- **Required work**
In the entries that follow, count each line containing "OpenAI" and state the total, nothing more.

- **Entries shown**
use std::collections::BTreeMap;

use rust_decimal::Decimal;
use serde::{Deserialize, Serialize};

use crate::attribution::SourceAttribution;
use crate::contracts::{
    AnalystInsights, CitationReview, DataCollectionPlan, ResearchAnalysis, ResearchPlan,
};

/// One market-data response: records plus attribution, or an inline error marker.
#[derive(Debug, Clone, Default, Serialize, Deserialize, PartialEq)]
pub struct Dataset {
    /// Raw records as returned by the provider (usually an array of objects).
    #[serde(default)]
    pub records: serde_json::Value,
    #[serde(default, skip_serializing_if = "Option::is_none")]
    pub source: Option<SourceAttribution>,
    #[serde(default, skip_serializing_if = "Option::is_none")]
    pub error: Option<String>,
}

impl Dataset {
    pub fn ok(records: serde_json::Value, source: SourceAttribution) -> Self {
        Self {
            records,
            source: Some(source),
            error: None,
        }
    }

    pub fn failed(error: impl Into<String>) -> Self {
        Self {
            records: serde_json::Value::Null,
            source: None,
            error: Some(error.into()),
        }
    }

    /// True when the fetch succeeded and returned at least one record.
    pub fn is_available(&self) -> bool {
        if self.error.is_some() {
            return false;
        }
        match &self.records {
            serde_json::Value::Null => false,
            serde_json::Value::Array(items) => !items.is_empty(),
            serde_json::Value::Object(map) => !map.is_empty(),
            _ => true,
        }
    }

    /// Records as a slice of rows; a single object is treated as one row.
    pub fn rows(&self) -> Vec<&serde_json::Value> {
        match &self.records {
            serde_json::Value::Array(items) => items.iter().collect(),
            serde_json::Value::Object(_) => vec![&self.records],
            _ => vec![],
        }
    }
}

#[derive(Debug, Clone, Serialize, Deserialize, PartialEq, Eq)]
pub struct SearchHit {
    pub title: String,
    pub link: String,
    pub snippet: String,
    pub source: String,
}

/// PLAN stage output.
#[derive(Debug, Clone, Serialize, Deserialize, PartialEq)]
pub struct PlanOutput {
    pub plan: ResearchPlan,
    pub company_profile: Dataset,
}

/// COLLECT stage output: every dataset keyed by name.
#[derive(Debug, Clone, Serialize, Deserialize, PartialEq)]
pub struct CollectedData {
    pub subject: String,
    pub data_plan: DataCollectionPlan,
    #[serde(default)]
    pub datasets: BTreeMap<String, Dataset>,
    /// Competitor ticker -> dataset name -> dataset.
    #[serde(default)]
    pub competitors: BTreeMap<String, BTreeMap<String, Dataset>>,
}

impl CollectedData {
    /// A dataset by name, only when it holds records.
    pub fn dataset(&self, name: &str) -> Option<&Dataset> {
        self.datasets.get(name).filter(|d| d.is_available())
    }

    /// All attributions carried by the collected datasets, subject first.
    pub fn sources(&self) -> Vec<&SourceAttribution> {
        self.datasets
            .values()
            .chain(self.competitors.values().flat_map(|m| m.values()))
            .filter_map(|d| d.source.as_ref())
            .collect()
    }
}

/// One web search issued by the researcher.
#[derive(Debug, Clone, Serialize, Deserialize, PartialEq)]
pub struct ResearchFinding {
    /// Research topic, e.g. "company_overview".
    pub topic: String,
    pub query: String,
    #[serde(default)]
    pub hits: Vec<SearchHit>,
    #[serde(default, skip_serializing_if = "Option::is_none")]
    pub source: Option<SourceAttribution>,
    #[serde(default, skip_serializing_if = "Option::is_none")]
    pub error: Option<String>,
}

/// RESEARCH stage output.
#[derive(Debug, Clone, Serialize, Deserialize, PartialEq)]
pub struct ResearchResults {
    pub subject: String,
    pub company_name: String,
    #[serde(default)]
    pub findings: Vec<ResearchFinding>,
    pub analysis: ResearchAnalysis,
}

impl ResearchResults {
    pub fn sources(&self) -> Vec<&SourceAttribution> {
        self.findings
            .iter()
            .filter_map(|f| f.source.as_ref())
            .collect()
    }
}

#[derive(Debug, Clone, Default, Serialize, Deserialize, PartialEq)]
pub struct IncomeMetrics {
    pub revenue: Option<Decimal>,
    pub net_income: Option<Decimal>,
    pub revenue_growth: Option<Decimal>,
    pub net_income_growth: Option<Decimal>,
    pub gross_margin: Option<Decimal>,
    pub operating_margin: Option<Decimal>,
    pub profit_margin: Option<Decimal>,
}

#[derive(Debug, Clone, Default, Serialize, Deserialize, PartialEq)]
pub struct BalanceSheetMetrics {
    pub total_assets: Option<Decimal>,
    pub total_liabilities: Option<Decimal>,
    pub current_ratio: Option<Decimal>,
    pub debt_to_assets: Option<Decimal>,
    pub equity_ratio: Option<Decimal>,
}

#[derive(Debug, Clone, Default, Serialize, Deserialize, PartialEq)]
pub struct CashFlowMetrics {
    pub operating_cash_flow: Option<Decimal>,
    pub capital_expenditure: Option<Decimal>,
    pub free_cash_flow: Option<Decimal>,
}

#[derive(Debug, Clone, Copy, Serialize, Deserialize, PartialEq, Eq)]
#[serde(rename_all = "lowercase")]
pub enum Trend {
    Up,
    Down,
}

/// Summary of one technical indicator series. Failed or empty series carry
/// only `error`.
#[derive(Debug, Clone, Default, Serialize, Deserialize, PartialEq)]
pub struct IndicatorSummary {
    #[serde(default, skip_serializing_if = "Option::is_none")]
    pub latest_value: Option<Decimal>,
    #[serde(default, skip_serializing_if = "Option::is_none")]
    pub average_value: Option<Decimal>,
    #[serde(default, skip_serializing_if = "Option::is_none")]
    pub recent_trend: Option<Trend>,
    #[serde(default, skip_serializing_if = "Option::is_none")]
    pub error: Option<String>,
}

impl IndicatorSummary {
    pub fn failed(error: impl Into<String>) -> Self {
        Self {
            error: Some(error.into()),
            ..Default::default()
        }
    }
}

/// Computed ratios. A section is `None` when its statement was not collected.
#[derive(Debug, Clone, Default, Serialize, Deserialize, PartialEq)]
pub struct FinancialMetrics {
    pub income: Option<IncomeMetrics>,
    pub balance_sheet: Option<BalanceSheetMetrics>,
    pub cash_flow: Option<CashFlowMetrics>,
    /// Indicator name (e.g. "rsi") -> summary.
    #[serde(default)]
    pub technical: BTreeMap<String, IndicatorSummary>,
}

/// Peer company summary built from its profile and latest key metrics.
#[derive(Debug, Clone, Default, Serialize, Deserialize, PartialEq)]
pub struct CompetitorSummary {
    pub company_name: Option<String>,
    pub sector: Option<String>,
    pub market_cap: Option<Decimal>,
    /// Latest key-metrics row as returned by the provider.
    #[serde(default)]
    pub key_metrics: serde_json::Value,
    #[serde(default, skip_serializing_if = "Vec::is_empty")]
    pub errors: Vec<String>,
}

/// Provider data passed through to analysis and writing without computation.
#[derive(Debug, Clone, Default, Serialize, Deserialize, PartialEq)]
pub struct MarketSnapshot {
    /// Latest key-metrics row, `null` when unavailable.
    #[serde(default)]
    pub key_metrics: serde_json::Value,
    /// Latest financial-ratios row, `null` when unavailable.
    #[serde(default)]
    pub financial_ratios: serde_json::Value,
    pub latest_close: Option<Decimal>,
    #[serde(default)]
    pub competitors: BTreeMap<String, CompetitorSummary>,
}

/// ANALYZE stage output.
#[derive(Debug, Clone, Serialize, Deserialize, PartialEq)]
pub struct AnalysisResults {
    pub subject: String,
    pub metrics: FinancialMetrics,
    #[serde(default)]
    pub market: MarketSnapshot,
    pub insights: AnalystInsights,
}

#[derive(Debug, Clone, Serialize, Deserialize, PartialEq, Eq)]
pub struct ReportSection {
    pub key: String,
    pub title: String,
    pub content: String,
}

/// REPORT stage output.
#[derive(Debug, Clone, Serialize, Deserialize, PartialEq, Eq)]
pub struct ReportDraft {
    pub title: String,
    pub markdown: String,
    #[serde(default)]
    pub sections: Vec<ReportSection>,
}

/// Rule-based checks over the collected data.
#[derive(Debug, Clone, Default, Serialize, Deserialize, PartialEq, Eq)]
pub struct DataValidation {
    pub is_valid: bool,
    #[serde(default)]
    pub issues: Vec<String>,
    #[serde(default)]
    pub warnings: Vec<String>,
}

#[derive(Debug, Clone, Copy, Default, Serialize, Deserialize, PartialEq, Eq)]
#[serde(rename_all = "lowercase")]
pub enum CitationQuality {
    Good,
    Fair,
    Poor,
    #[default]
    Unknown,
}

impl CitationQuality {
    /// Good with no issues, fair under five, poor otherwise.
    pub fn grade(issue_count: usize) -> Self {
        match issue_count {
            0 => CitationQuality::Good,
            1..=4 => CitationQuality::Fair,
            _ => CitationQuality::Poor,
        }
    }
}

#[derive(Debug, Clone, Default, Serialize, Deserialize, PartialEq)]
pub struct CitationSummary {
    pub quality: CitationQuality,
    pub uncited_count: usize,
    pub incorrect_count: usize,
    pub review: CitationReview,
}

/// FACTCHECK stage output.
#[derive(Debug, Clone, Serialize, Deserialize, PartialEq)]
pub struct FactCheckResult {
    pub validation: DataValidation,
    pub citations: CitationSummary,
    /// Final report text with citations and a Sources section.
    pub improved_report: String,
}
--
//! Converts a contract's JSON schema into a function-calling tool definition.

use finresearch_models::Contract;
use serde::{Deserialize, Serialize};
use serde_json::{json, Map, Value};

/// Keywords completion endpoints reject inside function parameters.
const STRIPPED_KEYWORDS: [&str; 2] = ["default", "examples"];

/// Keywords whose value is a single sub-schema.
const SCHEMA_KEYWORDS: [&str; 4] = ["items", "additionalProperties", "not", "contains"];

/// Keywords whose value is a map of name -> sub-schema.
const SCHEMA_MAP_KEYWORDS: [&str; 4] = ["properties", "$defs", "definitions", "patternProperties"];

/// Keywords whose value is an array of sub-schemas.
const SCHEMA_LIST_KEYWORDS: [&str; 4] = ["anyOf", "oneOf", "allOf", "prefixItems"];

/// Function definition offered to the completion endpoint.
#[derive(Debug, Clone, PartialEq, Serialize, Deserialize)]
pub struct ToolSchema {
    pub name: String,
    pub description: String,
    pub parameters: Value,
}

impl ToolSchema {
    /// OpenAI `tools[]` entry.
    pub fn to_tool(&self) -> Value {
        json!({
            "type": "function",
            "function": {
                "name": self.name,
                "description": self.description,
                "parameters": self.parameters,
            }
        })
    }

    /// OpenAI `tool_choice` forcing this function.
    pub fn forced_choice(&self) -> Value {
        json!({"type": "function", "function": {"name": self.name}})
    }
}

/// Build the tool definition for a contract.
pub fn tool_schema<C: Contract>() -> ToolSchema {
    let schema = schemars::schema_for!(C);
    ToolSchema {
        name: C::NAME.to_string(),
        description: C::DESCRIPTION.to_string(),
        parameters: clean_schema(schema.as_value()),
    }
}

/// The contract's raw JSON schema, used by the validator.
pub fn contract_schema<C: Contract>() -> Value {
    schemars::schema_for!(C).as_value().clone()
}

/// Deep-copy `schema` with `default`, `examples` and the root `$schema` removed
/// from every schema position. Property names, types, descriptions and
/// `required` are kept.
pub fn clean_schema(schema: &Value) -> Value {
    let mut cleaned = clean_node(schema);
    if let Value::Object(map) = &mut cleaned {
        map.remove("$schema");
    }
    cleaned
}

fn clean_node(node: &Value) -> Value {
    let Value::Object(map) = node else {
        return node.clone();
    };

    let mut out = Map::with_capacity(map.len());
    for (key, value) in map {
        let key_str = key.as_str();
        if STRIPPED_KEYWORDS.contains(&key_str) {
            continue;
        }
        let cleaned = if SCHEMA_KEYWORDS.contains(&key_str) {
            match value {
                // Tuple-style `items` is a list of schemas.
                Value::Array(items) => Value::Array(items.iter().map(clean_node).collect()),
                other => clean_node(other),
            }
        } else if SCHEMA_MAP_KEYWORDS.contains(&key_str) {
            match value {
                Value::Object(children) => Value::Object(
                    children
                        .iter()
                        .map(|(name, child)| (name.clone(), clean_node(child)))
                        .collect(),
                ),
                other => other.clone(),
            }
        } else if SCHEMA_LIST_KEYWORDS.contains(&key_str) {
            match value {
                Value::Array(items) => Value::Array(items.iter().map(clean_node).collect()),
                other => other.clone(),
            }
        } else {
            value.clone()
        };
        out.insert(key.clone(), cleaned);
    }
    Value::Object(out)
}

- **Solution**
2